(Stored data entries)
##############################
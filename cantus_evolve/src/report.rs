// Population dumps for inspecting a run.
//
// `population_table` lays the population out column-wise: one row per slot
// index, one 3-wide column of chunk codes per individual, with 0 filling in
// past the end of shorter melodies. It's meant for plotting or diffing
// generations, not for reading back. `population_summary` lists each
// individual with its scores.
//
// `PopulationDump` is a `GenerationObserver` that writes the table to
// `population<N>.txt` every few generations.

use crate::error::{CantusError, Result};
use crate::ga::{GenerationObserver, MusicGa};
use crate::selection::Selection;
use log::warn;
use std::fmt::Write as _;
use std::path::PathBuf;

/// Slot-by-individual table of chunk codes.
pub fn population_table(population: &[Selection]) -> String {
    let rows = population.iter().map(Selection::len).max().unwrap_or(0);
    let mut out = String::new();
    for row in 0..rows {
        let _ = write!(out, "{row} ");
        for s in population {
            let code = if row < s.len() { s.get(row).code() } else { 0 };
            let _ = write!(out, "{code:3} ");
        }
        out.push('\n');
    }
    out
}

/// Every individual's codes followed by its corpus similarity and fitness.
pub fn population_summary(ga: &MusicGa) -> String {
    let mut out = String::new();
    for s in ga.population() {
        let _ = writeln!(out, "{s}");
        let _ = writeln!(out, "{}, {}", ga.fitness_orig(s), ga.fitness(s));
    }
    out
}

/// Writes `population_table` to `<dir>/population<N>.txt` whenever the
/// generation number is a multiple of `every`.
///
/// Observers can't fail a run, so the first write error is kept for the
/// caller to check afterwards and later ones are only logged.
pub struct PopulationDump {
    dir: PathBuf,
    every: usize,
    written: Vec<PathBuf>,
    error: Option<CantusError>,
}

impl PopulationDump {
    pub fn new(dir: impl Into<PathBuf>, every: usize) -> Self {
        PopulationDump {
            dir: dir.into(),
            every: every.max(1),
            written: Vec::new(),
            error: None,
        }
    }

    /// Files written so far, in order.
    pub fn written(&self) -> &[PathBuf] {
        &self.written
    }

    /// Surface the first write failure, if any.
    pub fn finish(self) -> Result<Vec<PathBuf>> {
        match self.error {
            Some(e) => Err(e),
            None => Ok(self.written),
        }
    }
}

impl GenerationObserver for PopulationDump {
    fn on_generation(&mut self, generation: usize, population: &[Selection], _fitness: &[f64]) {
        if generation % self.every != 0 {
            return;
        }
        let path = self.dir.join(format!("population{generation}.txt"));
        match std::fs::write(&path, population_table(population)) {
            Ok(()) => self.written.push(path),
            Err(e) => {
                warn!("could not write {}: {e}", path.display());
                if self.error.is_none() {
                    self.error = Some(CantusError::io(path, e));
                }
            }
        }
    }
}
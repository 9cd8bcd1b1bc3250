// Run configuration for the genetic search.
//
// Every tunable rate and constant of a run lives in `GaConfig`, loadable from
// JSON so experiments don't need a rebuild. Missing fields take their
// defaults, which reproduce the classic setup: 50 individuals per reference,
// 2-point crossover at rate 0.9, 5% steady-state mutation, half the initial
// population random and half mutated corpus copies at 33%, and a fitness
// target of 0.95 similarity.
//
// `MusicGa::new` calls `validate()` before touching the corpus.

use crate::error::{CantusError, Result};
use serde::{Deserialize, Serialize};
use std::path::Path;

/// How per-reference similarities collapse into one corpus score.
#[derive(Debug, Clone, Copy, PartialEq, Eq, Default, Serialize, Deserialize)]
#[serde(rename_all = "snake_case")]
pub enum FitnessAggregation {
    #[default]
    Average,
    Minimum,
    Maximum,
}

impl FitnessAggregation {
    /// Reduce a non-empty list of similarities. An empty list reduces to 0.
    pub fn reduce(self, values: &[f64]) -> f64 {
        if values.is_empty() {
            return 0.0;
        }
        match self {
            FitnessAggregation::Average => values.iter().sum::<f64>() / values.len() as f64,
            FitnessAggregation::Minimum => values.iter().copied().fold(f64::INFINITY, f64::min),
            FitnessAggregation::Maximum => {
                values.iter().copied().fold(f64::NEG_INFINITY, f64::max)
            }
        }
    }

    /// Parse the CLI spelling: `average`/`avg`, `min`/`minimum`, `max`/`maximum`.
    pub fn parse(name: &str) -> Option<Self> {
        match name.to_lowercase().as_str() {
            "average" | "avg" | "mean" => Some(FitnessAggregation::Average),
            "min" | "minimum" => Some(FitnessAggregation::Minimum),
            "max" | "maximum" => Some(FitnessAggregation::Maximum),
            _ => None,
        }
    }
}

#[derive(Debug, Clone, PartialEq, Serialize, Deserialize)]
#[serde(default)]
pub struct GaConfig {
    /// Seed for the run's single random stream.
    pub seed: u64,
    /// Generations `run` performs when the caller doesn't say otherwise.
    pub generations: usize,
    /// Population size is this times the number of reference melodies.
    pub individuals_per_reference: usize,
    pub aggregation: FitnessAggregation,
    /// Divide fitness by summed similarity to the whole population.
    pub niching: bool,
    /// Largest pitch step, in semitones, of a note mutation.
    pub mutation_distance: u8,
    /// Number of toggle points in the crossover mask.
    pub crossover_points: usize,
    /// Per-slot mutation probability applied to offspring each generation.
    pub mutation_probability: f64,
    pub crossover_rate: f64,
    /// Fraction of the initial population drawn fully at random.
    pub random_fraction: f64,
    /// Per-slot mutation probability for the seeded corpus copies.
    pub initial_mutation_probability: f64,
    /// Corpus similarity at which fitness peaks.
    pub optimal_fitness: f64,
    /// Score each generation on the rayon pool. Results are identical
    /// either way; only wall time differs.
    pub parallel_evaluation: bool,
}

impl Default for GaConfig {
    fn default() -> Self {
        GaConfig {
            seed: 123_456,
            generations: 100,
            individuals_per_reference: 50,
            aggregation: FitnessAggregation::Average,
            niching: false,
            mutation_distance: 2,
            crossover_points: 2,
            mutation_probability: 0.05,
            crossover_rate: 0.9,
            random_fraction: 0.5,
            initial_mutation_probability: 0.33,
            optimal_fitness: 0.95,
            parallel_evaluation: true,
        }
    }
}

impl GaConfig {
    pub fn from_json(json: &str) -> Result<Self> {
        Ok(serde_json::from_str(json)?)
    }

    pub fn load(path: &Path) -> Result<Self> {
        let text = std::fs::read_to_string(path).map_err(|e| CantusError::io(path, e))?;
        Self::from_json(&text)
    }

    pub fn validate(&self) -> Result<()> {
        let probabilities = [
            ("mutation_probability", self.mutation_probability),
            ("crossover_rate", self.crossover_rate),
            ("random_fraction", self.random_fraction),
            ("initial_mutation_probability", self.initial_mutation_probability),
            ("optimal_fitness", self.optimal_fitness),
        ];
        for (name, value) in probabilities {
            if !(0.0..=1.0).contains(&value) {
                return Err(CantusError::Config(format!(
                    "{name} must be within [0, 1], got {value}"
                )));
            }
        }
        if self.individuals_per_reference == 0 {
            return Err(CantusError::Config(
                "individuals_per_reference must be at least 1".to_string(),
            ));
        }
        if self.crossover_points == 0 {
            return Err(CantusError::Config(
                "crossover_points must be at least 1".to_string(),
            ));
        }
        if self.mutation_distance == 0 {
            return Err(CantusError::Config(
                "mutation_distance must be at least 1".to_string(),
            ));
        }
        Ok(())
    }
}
##############################
Exercise description: Which lines above include the string "written"? Show them.

Solution to this exercise:
    written: Vec<PathBuf>,
            written: Vec::new(),
    /// Files written so far, in order.
    pub fn written(&self) -> &[PathBuf] {
        &self.written
            None => Ok(self.written),
            Ok(()) => self.written.push(path),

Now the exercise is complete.